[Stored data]
★ ★ ★ ★ ★ ★ ★
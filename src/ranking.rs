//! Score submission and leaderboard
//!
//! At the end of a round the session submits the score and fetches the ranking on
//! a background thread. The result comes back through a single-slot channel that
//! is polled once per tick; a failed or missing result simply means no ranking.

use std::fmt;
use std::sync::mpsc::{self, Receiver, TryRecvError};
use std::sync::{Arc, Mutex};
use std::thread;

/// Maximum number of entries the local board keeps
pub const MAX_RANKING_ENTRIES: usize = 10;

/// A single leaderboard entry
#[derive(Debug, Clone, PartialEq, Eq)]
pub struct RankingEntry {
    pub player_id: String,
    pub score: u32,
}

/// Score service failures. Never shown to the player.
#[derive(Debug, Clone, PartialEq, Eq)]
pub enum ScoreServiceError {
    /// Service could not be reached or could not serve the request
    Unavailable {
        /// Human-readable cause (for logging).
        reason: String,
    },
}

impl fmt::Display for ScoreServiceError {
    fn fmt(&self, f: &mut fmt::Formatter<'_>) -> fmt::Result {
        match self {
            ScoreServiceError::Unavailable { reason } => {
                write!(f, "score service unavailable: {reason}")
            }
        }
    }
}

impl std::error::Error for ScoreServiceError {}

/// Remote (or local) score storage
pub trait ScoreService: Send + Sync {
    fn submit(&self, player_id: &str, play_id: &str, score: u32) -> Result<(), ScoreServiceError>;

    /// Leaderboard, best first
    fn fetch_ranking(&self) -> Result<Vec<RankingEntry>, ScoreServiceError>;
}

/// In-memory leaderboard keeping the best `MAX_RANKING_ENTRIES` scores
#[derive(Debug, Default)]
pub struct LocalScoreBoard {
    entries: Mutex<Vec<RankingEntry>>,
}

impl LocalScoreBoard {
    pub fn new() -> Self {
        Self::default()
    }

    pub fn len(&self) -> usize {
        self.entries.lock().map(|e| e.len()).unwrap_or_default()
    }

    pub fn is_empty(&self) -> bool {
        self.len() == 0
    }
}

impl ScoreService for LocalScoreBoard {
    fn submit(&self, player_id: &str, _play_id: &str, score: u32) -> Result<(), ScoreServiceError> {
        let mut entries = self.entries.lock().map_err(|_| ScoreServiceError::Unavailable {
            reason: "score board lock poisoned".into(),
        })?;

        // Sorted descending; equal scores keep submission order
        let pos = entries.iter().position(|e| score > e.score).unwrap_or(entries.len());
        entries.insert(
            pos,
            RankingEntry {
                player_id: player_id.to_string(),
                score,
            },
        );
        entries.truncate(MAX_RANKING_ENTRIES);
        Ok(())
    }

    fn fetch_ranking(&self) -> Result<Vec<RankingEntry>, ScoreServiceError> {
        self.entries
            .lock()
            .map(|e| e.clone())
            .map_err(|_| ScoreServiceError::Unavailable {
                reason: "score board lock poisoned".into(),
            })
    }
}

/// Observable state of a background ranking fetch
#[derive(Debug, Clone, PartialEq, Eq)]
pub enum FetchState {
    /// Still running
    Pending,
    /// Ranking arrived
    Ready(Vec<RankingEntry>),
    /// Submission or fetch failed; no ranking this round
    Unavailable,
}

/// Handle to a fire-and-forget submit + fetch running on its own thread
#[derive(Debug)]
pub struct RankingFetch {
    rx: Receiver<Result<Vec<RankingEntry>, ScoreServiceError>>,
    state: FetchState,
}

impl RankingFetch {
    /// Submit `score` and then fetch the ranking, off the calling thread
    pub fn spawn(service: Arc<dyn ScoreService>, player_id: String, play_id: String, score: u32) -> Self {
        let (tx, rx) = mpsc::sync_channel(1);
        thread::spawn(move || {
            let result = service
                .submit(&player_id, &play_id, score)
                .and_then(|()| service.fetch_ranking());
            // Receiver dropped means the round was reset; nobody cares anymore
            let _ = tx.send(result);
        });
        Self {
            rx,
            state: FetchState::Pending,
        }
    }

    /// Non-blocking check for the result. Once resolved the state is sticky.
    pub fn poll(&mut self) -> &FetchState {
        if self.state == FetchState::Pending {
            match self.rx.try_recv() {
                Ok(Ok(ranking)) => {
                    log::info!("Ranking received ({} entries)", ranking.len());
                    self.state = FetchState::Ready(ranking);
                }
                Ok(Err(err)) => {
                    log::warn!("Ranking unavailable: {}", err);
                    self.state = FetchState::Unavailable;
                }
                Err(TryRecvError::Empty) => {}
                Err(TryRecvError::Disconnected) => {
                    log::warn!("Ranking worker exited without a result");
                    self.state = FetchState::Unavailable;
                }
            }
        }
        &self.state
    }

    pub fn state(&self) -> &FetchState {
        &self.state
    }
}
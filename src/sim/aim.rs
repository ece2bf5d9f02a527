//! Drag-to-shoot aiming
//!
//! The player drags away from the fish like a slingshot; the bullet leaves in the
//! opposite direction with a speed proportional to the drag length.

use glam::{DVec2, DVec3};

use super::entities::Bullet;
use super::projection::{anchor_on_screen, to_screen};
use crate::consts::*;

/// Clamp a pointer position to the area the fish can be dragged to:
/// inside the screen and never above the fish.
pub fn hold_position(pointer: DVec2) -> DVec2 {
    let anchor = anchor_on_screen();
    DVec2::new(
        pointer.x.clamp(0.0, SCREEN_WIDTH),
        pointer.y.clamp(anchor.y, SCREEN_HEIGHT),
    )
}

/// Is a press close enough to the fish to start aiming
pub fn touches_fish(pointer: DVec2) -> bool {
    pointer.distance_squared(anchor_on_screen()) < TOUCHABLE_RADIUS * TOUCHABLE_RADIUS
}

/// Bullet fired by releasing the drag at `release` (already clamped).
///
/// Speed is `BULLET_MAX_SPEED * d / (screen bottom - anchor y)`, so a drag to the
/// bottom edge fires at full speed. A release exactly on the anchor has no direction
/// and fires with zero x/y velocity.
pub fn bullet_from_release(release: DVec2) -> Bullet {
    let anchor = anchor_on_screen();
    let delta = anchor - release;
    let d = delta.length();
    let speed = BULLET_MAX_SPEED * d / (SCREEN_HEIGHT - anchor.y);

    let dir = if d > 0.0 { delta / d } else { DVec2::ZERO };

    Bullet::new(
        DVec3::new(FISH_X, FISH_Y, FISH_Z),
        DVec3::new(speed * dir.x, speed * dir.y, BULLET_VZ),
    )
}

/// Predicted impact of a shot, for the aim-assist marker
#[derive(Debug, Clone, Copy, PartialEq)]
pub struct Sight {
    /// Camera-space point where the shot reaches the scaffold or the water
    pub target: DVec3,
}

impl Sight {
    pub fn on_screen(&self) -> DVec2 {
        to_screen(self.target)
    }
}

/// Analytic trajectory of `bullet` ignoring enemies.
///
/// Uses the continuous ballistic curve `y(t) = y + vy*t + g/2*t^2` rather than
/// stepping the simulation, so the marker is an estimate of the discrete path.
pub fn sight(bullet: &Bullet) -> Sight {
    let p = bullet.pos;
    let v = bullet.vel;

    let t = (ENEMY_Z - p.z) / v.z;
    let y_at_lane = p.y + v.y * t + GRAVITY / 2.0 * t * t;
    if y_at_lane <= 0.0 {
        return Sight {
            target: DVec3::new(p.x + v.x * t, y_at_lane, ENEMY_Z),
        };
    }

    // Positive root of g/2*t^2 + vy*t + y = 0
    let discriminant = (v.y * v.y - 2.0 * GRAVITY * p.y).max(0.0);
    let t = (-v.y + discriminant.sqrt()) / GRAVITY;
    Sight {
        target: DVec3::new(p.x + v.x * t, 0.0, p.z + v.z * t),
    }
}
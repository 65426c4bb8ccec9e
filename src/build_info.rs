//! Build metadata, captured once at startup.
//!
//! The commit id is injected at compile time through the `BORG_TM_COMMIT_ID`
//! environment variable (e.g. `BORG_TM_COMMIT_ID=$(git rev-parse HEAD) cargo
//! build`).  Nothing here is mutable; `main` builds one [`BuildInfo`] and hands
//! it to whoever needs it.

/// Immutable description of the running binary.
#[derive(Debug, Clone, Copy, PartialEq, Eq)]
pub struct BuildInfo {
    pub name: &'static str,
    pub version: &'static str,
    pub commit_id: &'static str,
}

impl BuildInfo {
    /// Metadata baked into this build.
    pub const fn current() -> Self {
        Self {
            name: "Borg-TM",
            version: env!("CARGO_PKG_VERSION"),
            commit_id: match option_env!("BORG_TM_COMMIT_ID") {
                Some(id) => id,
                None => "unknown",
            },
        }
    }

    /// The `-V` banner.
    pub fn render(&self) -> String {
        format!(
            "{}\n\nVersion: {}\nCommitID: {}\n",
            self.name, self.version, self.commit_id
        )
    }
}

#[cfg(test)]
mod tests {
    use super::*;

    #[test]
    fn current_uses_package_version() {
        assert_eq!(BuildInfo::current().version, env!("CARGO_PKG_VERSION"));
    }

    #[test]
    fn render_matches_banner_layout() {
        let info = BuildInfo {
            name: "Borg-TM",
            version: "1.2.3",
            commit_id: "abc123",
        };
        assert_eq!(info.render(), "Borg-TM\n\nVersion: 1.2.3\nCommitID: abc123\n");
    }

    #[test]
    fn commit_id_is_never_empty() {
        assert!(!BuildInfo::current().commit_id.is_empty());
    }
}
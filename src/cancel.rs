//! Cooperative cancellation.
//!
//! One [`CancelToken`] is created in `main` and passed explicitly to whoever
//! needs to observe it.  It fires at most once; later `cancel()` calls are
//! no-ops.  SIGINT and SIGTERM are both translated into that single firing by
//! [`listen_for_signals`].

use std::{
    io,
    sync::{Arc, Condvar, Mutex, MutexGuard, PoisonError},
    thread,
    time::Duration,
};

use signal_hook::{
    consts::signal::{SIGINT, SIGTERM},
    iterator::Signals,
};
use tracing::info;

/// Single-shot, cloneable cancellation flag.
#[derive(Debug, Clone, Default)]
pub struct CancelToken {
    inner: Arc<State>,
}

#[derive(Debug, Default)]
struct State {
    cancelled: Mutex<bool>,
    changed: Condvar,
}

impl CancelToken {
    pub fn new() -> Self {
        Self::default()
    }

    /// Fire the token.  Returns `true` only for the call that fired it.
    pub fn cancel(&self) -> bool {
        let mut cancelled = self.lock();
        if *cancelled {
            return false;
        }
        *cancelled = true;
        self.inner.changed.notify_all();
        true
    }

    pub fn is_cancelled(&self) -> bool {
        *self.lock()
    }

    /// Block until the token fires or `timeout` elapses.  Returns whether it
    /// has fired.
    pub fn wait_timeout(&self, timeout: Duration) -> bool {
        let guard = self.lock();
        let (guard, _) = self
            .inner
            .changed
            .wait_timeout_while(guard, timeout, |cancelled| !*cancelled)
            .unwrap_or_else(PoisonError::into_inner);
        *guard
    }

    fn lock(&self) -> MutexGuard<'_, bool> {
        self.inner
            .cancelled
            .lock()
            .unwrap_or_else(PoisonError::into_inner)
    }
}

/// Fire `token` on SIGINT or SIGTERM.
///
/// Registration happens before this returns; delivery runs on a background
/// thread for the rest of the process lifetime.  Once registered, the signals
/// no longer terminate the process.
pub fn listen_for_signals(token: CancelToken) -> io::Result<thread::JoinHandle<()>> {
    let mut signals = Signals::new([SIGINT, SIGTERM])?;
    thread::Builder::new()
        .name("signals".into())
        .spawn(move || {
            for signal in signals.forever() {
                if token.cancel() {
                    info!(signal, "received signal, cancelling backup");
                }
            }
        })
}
★ ★ ★ ★ ★ ★ ★
Exercise instructions
Copy out every line of the records that the string "consts" appears in.

Output of the task
use crate::consts::*;
    consts::signal::{SIGINT, SIGTERM},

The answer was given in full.